Dalkon Shield - Aftermath

Aftermath

More than 300,000 lawsuits were filed against the A.H. Robins Company – the largest tort liability case since asbestos, and the federal judge, Miles W. Lord, made history with the judgments, personal liabilities and public rebukes of the company heads. The cost of litigation and settlements (estimated at billions of dollars) led the company to file for Chapter 11 bankruptcy protection in 1985. As a result, the stock value of the company quadrupled, and Robins was able to sell the company for a hefty profit to American Home Products, (now Wyeth).

American Home Products took over responsibility for the liability, and contested victims' claims for the next 15 years. It is estimated that the interest on Dalkon Shield profits they collected during the case earned more than payments to the victims, 15 years later. The average claimant represented by a lawyer got $21,000. The largest single payment was more than $2.2 million, to the family of a severely deformed girl who was conceived while her mother was using a Dalkon Shield.

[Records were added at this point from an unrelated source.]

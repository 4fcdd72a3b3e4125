//! Fuzzy name similarity for spotting near-duplicate listings.

use crate::common::types::{str_field, Record};
use serde::Serialize;
use std::collections::BTreeSet;

#[derive(Debug, Clone, PartialEq, Serialize)]
pub struct SimilarPair {
    pub first: String,
    pub second: String,
    pub score: u8,
}

fn normalize(text: &str) -> String {
    text.chars()
        .map(|c| if c.is_alphanumeric() { c } else { ' ' })
        .collect::<String>()
        .to_lowercase()
}

fn ratio(a: &str, b: &str) -> f64 {
    strsim::normalized_levenshtein(a, b)
}

fn joined(tokens: &[&str]) -> String {
    tokens.join(" ")
}

/// Token-set similarity on a 0-100 scale.
///
/// Both inputs are lowercased and stripped of punctuation, then split into
/// token sets. The sorted intersection is compared against the intersection
/// plus each side's leftovers, and the best of the three ratios wins, so word
/// order and repeated words do not matter.
pub fn token_set_ratio(a: &str, b: &str) -> u8 {
    let a = normalize(a);
    let b = normalize(b);
    let tokens_a: BTreeSet<&str> = a.split_whitespace().collect();
    let tokens_b: BTreeSet<&str> = b.split_whitespace().collect();
    if tokens_a.is_empty() || tokens_b.is_empty() {
        return 0;
    }

    let intersection: Vec<&str> = tokens_a.intersection(&tokens_b).copied().collect();
    let diff_ab: Vec<&str> = tokens_a.difference(&tokens_b).copied().collect();
    let diff_ba: Vec<&str> = tokens_b.difference(&tokens_a).copied().collect();

    let sect = joined(&intersection);
    let combined_ab = format!("{} {}", sect, joined(&diff_ab)).trim().to_string();
    let combined_ba = format!("{} {}", sect, joined(&diff_ba)).trim().to_string();

    let best = [
        ratio(&sect, &combined_ab),
        ratio(&sect, &combined_ba),
        ratio(&combined_ab, &combined_ba),
    ]
    .into_iter()
    .fold(0.0_f64, f64::max);

    (best * 100.0).round().clamp(0.0, 100.0) as u8
}

/// Scores every unique pair of records that both carry a non-empty `field`
/// and returns the `n` highest. Ties keep pair order.
pub fn top_similar_pairs(records: &[Record], field: &str, n: usize) -> Vec<SimilarPair> {
    let names: Vec<&str> = records
        .iter()
        .filter_map(|r| str_field(r, field))
        .filter(|s| !s.is_empty())
        .collect();

    let mut pairs = Vec::new();
    for (i, first) in names.iter().enumerate() {
        for second in &names[i + 1..] {
            pairs.push(SimilarPair {
                first: first.to_string(),
                second: second.to_string(),
                score: token_set_ratio(first, second),
            });
        }
    }
    pairs.sort_by(|x, y| y.score.cmp(&x.score));
    pairs.truncate(n);
    pairs
}
//! Checkpointed, resumable LLM runs over a list of records.

pub mod checkpoint;
pub mod unparsable;

use crate::common::config::Config;
use crate::common::error::{Result, ScraperError};
use crate::common::types::{record_identity, Record};
use crate::enrich::EnrichmentTask;
use crate::llm::{LlmProvider, Prompt};
use chrono::{DateTime, Utc};
use metrics::{counter, histogram};
use serde::Serialize;
use std::fs;
use std::path::PathBuf;
use std::time::{Duration, Instant};
use tracing::{debug, error, info, instrument, warn};

pub use checkpoint::CheckpointStore;
pub use unparsable::{sanitize_id, UnparsableDump};

#[derive(Debug, Clone)]
pub struct PipelineOptions {
    /// Input fields tried in order for an item's identity.
    pub identity_fields: Vec<String>,
    pub max_attempts: u32,
    pub retry_delay: Duration,
    /// Pause after every item that reached the model.
    pub item_delay: Duration,
    /// Failed items are written to the output unchanged instead of dropped.
    pub keep_original: bool,
    pub dump: Option<UnparsableDump>,
    /// When set, every prompt and raw answer is written here.
    pub debug_dir: Option<PathBuf>,
}

impl Default for PipelineOptions {
    fn default() -> Self {
        Self {
            identity_fields: vec!["source_name".to_string()],
            max_attempts: 3,
            retry_delay: Duration::from_secs(2),
            item_delay: Duration::ZERO,
            keep_original: false,
            dump: None,
            debug_dir: None,
        }
    }
}

impl PipelineOptions {
    pub fn from_config(config: &Config) -> Self {
        Self {
            max_attempts: config.llm.max_attempts.max(1),
            retry_delay: Duration::from_millis(config.llm.retry_delay_ms),
            item_delay: Duration::from_millis(config.rate_limits.llm_delay_ms),
            dump: Some(UnparsableDump::new(&config.paths.unparsable_dir)),
            ..Self::default()
        }
    }

    pub fn with_identity(mut self, fields: &[&str]) -> Self {
        self.identity_fields = fields.iter().map(|f| f.to_string()).collect();
        self
    }
}

/// Result of a complete pipeline run
#[derive(Debug, Serialize)]
pub struct PipelineResult {
    pub run_id: String,
    pub task: String,
    pub started_at: DateTime<Utc>,
    pub duration_secs: f64,
    pub total: usize,
    pub processed: usize,
    /// Items written without a model call.
    pub unchanged: usize,
    pub skipped: usize,
    pub failed: usize,
    pub errors: Vec<String>,
    /// Set when every model ran out of quota and the run stopped early.
    pub aborted: bool,
    pub output_file: String,
}

enum Outcome {
    Done(Record),
    Failed(ScraperError),
    Abort(ScraperError),
}

pub struct Pipeline;

impl Pipeline {
    #[instrument(skip_all, fields(task = task.name(), provider = provider.name()))]
    pub async fn run(
        items: Vec<Record>,
        task: &dyn EnrichmentTask,
        provider: &dyn LlmProvider,
        store: &mut CheckpointStore,
        opts: &PipelineOptions,
    ) -> Result<PipelineResult> {
        let run_id = uuid::Uuid::new_v4().to_string();
        let started = Instant::now();
        info!("🚀 Starting {} run {} over {} items", task.name(), run_id, items.len());

        let mut result = PipelineResult {
            run_id,
            task: task.name().to_string(),
            started_at: Utc::now(),
            duration_secs: 0.0,
            total: items.len(),
            processed: 0,
            unchanged: 0,
            skipped: 0,
            failed: 0,
            errors: Vec::new(),
            aborted: false,
            output_file: store.path().display().to_string(),
        };

        for (index, item) in items.into_iter().enumerate() {
            let Some(id) = record_identity(&item, &opts.identity_fields) else {
                warn!("Skipping item {} without any of {:?}", index, opts.identity_fields);
                result.skipped += 1;
                continue;
            };
            if store.contains(&id) {
                debug!("Skipping already processed item: {}", id);
                result.skipped += 1;
                continue;
            }

            let prompt = match task.prompt(&item) {
                Ok(Some(prompt)) => prompt,
                Ok(None) => {
                    info!("Item '{}' needs no model call", id);
                    store.append(item)?;
                    store.mark(id);
                    result.unchanged += 1;
                    continue;
                }
                Err(e) => {
                    Self::record_failure(&mut result, task, &id, &e);
                    if opts.keep_original {
                        store.append(item)?;
                        store.mark(id);
                    }
                    continue;
                }
            };

            info!("Processing item {}/{}: {}", index + 1, result.total, id);
            match Self::process_item(&item, &id, &prompt, task, provider, opts).await {
                Outcome::Done(record) => {
                    store.append(record)?;
                    store.mark(id);
                    result.processed += 1;
                    counter!("roameo_items_processed_total", "task" => task.name()).increment(1);
                }
                Outcome::Failed(e) => {
                    Self::record_failure(&mut result, task, &id, &e);
                    if opts.keep_original {
                        store.append(item)?;
                        store.mark(id);
                    }
                }
                Outcome::Abort(e) => {
                    error!("Stopping run: {}", e);
                    Self::record_failure(&mut result, task, &id, &e);
                    result.aborted = true;
                    break;
                }
            }

            if !opts.item_delay.is_zero() {
                tokio::time::sleep(opts.item_delay).await;
            }
        }

        result.duration_secs = started.elapsed().as_secs_f64();
        counter!("roameo_items_skipped_total", "task" => task.name()).increment(result.skipped as u64);
        histogram!("roameo_pipeline_duration_seconds", "task" => task.name()).record(result.duration_secs);
        info!(
            "✅ {} finished: {} processed, {} unchanged, {} skipped, {} failed; output {}",
            result.task, result.processed, result.unchanged, result.skipped, result.failed, result.output_file
        );
        Ok(result)
    }

    async fn process_item(
        item: &Record,
        id: &str,
        prompt: &Prompt,
        task: &dyn EnrichmentTask,
        provider: &dyn LlmProvider,
        opts: &PipelineOptions,
    ) -> Outcome {
        let attempts = opts.max_attempts.max(1);
        let mut last_error = None;

        for attempt in 1..=attempts {
            let call_started = Instant::now();
            let response = provider.complete(prompt).await;
            histogram!("roameo_llm_call_duration_seconds", "provider" => provider.name())
                .record(call_started.elapsed().as_secs_f64());

            let error = match response {
                Ok(text) => {
                    Self::write_debug(opts, id, prompt, &text);
                    match task.apply(item, &text) {
                        Ok(record) => return Outcome::Done(record),
                        Err(e) => {
                            if matches!(e, ScraperError::Repair(_)) {
                                if let Some(dump) = &opts.dump {
                                    let name = task.dump_name(id);
                                    if let Err(io) = dump.write(&name, &prompt.user, &provider.model(), &text) {
                                        warn!("could not write unparsable dump for {}: {}", id, io);
                                    }
                                }
                            }
                            e
                        }
                    }
                }
                Err(e @ ScraperError::QuotaExceeded { .. }) => return Outcome::Abort(e),
                Err(e) => e,
            };

            if !error.is_retryable() {
                return Outcome::Failed(error);
            }
            warn!("attempt {}/{} for {} failed: {}", attempt, attempts, id, error);
            last_error = Some(error);
            if attempt < attempts {
                tokio::time::sleep(opts.retry_delay).await;
            }
        }

        Outcome::Failed(last_error.unwrap_or_else(|| ScraperError::llm(provider.name(), "no attempts made")))
    }

    fn record_failure(result: &mut PipelineResult, task: &dyn EnrichmentTask, id: &str, e: &ScraperError) {
        error!("Failed to process {}: {}", id, e);
        result.failed += 1;
        result.errors.push(format!("{}: {}", id, e));
        counter!("roameo_items_failed_total", "task" => task.name()).increment(1);
    }

    fn write_debug(opts: &PipelineOptions, id: &str, prompt: &Prompt, response: &str) {
        let Some(dir) = &opts.debug_dir else {
            return;
        };
        let stem = sanitize_id(id);
        let written = fs::create_dir_all(dir)
            .and_then(|_| fs::write(dir.join(format!("prompt_{}.txt", stem)), &prompt.user))
            .and_then(|_| fs::write(dir.join(format!("content_{}.txt", stem)), response));
        if let Err(e) = written {
            warn!("could not write debug files for {}: {}", id, e);
        }
    }
}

In 1976, the Medical Device Amendments to the Food, Drug, and Cosmetic Act mandated the U. S. Food and Drug Administration for the first time began to require testing and approval of "medical devices", including IUDs.

The Dalkon Shield became infamous for its serious design flaw: a porous, multifilament string up which bacteria could travel into the uterus of users, leading to sepsis, injury, miscarriage, and death. Modern Intrauterine devices (IUDs) use monofilament strings which do not pose this grave risk to users.